UNITED STATES DISTRICT COURT
FOR THE DISTRICT OF COLUMBIA
BRIDGES PUBLIC CHARTER
SCHOOL,
Plaintiff,
v. Civil Action No. 10-0108 (JDB)
FATMATA BARRIE, et al.,
Defendants.
MEMORANDUM OPINION and ORDER
Bridges Public Charter School brings this action against Fatmata Barrie, Christopher
Anwah, and the Law Offices of Christopher Anwah, PLLC, seeking attorneys' fees under a fee-
shifting provision of the Individuals with Disabilities Education Act ("IDEA"), 20 U.S.C. §
1415(i)(3)(B)(i)(II). Before the Court is Fatmata Barrie's motion to dismiss for failure to state a
claim.1 Upon consideration of the parties' memoranda, the applicable law, and the entire record
herein, and for the reasons stated below, the Court will deny the motion.
BACKGROUND
A. The Individuals with Disabilities Education Act
Under the IDEA, states and local education agencies that receive federal education
assistance must establish policies and procedures to ensure that "[a] free appropriate public
education is available to all children with disabilities." 20 U.S.C. § 1412(a)(1)(A); see also id. §
1413(a)(1). Once a child is found to qualify for a free appropriate public education, the school
1
Christopher Anwah and the Law Offices of Christopher Anwah, PLLC, have answered
Bridges's complaint.
district is required to develop and implement an individualized education program ("IEP") for
him or her. See id. § 1414(d)(2)(A). The IEP comprehensively describes the student's present
academic level, details measurable annual goals for the student, specifies necessary educational
and related services, and establishes the extent to which the student will participate in a regular
education classroom. See id. § 1414(d)(1)(A)(i). If a parent disagrees with the IEP or the
subsequent school placement, he or she is entitled to an "impartial due process hearing" before a
hearing officer. See id. § 1415(f)(1)(A). Any party may bring a civil action challenging the
hearing officer's decision. See id. § 1415(i)(2)(A). And the IDEA gives a court discretion to
award reasonable attorneys' fees to the party that prevails at the hearing. See id. § 1415(i)(3)(B).
B. Factual Background
Defendants represented C.R., "a student eligible to receive special education and related
services," in an administrative proceeding convened under the IDEA. Compl. ¶ 4. In July 2009,
they filed a due process complaint on behalf of C.R. and C.R.'s mother against Bridges Public
Charter School, a local education agency under the IDEA for special education purposes. Compl.
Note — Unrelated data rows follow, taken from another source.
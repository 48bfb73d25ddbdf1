//! Webhook delivery for the dispatcher.
//!
//! Handles POSTing a signed payload to one subscriber with bounded retries
//! and exponential backoff.

use std::sync::Arc;
use std::time::Duration;

use chrono::Utc;
use launchpad_sdk::signing::{EVENT_HEADER, SIGNATURE_HEADER};
use launchpad_sdk::{EventKind, NewDeliveryLog, WebhookPayload, WebhookSubscription};
use reqwest::Url;
use serde_json::Value;
use tracing::{debug, warn};

use super::metrics::DeliveryMetrics;
use super::sleeper::{Sleeper, TokioSleeper};

/// User agent sent with every delivery.
pub const USER_AGENT: &str = concat!("launchpad-webhooks/", env!("CARGO_PKG_VERSION"));

/// Configuration for the webhook sender.
#[derive(Debug, Clone, PartialEq, Eq)]
pub struct DeliveryConfig {
    /// Maximum attempts per delivery.
    pub max_retries: u32,

    /// Backoff base delay in milliseconds.
    pub base_delay_ms: u64,

    /// Per-attempt request timeout.
    pub timeout: Duration,

    /// User agent header value.
    pub user_agent: String,
}

impl Default for DeliveryConfig {
    fn default() -> Self {
        Self {
            max_retries: 3,
            base_delay_ms: 1000,
            timeout: Duration::from_millis(5000),
            user_agent: USER_AGENT.to_string(),
        }
    }
}

impl DeliveryConfig {
    /// Returns the delay before the attempt following `attempt`.
    ///
    /// Doubles from the base delay: `base * 2^(attempt - 1)`.
    #[must_use]
    pub fn backoff_delay(&self, attempt: u32) -> Duration {
        let exponent = attempt.saturating_sub(1).min(31);
        let delay = self.base_delay_ms.saturating_mul(1_u64 << exponent);
        Duration::from_millis(delay)
    }
}

/// Errors creating a sender.
#[derive(Debug, thiserror::Error)]
pub enum SenderError {
    /// The HTTP client could not be built.
    #[error("failed to build HTTP client: {0}")]
    Client(#[from] reqwest::Error),
}

/// Result of a single HTTP attempt.
#[derive(Debug, Clone, PartialEq, Eq)]
enum AttemptOutcome {
    /// Subscriber answered with a 2xx status.
    Success { status_code: u16 },

    /// Non-2xx status or transport failure.
    Failure {
        status_code: Option<u16>,
        error: String,
    },
}

/// Delivers payloads to a single subscriber endpoint.
#[derive(Clone)]
pub struct WebhookSender {
    config: DeliveryConfig,
    http: reqwest::Client,
    sleeper: Arc<dyn Sleeper>,
    metrics: Arc<DeliveryMetrics>,
}

impl std::fmt::Debug for WebhookSender {
    fn fmt(&self, f: &mut std::fmt::Formatter<'_>) -> std::fmt::Result {
        f.debug_struct("WebhookSender")
            .field("config", &self.config)
            .finish_non_exhaustive()
    }
}

impl WebhookSender {
    /// Creates a new sender.
    ///
    /// # Errors
    ///
    /// Returns an error if the HTTP client cannot be created.
    pub fn new(config: DeliveryConfig) -> Result<Self, SenderError> {
        let http = reqwest::Client::builder()
            .timeout(config.timeout)
            .user_agent(&config.user_agent)
            .build()?;

        Ok(Self {
            config,
            http,
            sleeper: Arc::new(TokioSleeper),
            metrics: Arc::new(DeliveryMetrics::new()),
        })
    }

    /// Replaces the backoff sleeper.
    #[must_use]
    pub fn with_sleeper(mut self, sleeper: Arc<dyn Sleeper>) -> Self {
        self.sleeper = sleeper;
        self
    }

    /// Replaces the metrics sink.
    #[must_use]
    pub fn with_metrics(mut self, metrics: Arc<DeliveryMetrics>) -> Self {
        self.metrics = metrics;
        self
    }

    /// Returns the configuration.
    #[must_use]
    pub const fn config(&self) -> &DeliveryConfig {
        &self.config
    }

    /// Returns the metrics.
    #[must_use]
    pub fn metrics(&self) -> Arc<DeliveryMetrics> {
        Arc::clone(&self.metrics)
    }

    /// Signs the event data and delivers it to the subscription.
    ///
    /// The payload is built once and resent unchanged on every attempt. The
    /// returned entry is the delivery log for this subscription; it is never
    /// an error, failures are described inside it.
    pub async fn deliver(
        &self,
        subscription: &WebhookSubscription,
        event: EventKind,
        data: &Value,
    ) -> NewDeliveryLog {
        let payload = match WebhookPayload::new(event, data.clone(), &subscription.secret) {
            Ok(payload) => payload,
            Err(e) => {
                warn!(subscription_id = %subscription.id, error = %e, "Failed to sign payload");
                let unsigned = WebhookPayload::unsigned(event, Utc::now(), data.clone());
                return self.failed_without_send(subscription, event, unsigned, e.to_string());
            }
        };

        let url = match parse_endpoint(&subscription.url) {
            Ok(url) => url,
            Err(error) => {
                warn!(
                    subscription_id = %subscription.id,
                    url = %subscription.url,
                    error = %error,
                    "Invalid webhook URL"
                );
                return self.failed_without_send(subscription, event, payload, error);
            }
        };

        let max_attempts = self.config.max_retries.max(1);
        let mut attempts = 0;
        let mut status_code = None;
        let mut error_message = None;
        let mut success = false;
        let mut last_attempt_at = Utc::now();

        while attempts < max_attempts {
            attempts += 1;
            self.metrics.record_attempt(attempts);

            let outcome = self.try_send(&url, &payload).await;
            last_attempt_at = Utc::now();

            match outcome {
                AttemptOutcome::Success { status_code: code } => {
                    debug!(
                        subscription_id = %subscription.id,
                        attempt = attempts,
                        status = code,
                        "Webhook delivered"
                    );
                    status_code = Some(code);
                    error_message = None;
                    success = true;
                    break;
                }
                AttemptOutcome::Failure {
                    status_code: code,
                    error,
                } => {
                    warn!(
                        subscription_id = %subscription.id,
                        attempt = attempts,
                        max_attempts,
                        status = ?code,
                        error = %error,
                        "Webhook attempt failed"
                    );
                    if code.is_some() {
                        status_code = code;
                    }
                    error_message = Some(error);

                    if attempts < max_attempts {
                        self.sleeper
                            .sleep(self.config.backoff_delay(attempts))
                            .await;
                    }
                }
            }
        }

        if success {
            self.metrics.record_success();
        } else {
            self.metrics.record_failure();
        }

        NewDeliveryLog {
            subscription_id: subscription.id,
            event,
            payload,
            status_code,
            success,
            attempts,
            last_attempt_at,
            error_message,
        }
    }

    /// Attempts one POST.
    async fn try_send(&self, url: &Url, payload: &WebhookPayload) -> AttemptOutcome {
        let request = self
            .http
            .post(url.clone())
            .header(SIGNATURE_HEADER, payload.signature.as_str())
            .header(EVENT_HEADER, payload.event.as_str())
            .json(payload);

        match request.send().await {
            Ok(response) => {
                let status = response.status();
                if status.is_success() {
                    AttemptOutcome::Success {
                        status_code: status.as_u16(),
                    }
                } else {
                    AttemptOutcome::Failure {
                        status_code: Some(status.as_u16()),
                        error: format!("HTTP {}", status.as_u16()),
                    }
                }
            }
            Err(e) if e.is_timeout() => AttemptOutcome::Failure {
                status_code: None,
                error: format!(
                    "request timed out after {} ms",
                    self.config.timeout.as_millis()
                ),
            },
            Err(e) => AttemptOutcome::Failure {
                status_code: None,
                error: e.to_string(),
            },
        }
    }

    /// Builds a one-attempt failure for a delivery that could not be sent.
    fn failed_without_send(
        &self,
        subscription: &WebhookSubscription,
        event: EventKind,
        payload: WebhookPayload,
        error: String,
    ) -> NewDeliveryLog {
        self.metrics.record_attempt(1);
        self.metrics.record_failure();

        NewDeliveryLog {
            subscription_id: subscription.id,
            event,
            payload,
            status_code: None,
            success: false,
            attempts: 1,
            last_attempt_at: Utc::now(),
            error_message: Some(error),
        }
    }
}

/// Parses a subscriber URL, accepting only http and https.
fn parse_endpoint(raw: &str) -> Result<Url, String> {
    let url = Url::parse(raw).map_err(|e| format!("invalid webhook url: {e}"))?;
    match url.scheme() {
        "http" | "https" => Ok(url),
        other => Err(format!("unsupported webhook url scheme: {other}")),
    }
}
¶¶ 3, 7. The due process complaint raised three claims against Bridges. First, that it "failed to
develop an appropriate individualized education program" for C.R. by not developing and
reviewing the program's goals with C.R.'s mother. Compl. ¶¶ 7, 9. Second, that it "failed to
convene a placement meeting and provide an appropriate placement," Compl. ¶ 7, "when [C.R.]
aged out of Bridges at the end of the 2008-2009 school year," Compl. ¶ 8. And third, that it
"failed to provide appropriate services to the student." Compl. ¶ 7.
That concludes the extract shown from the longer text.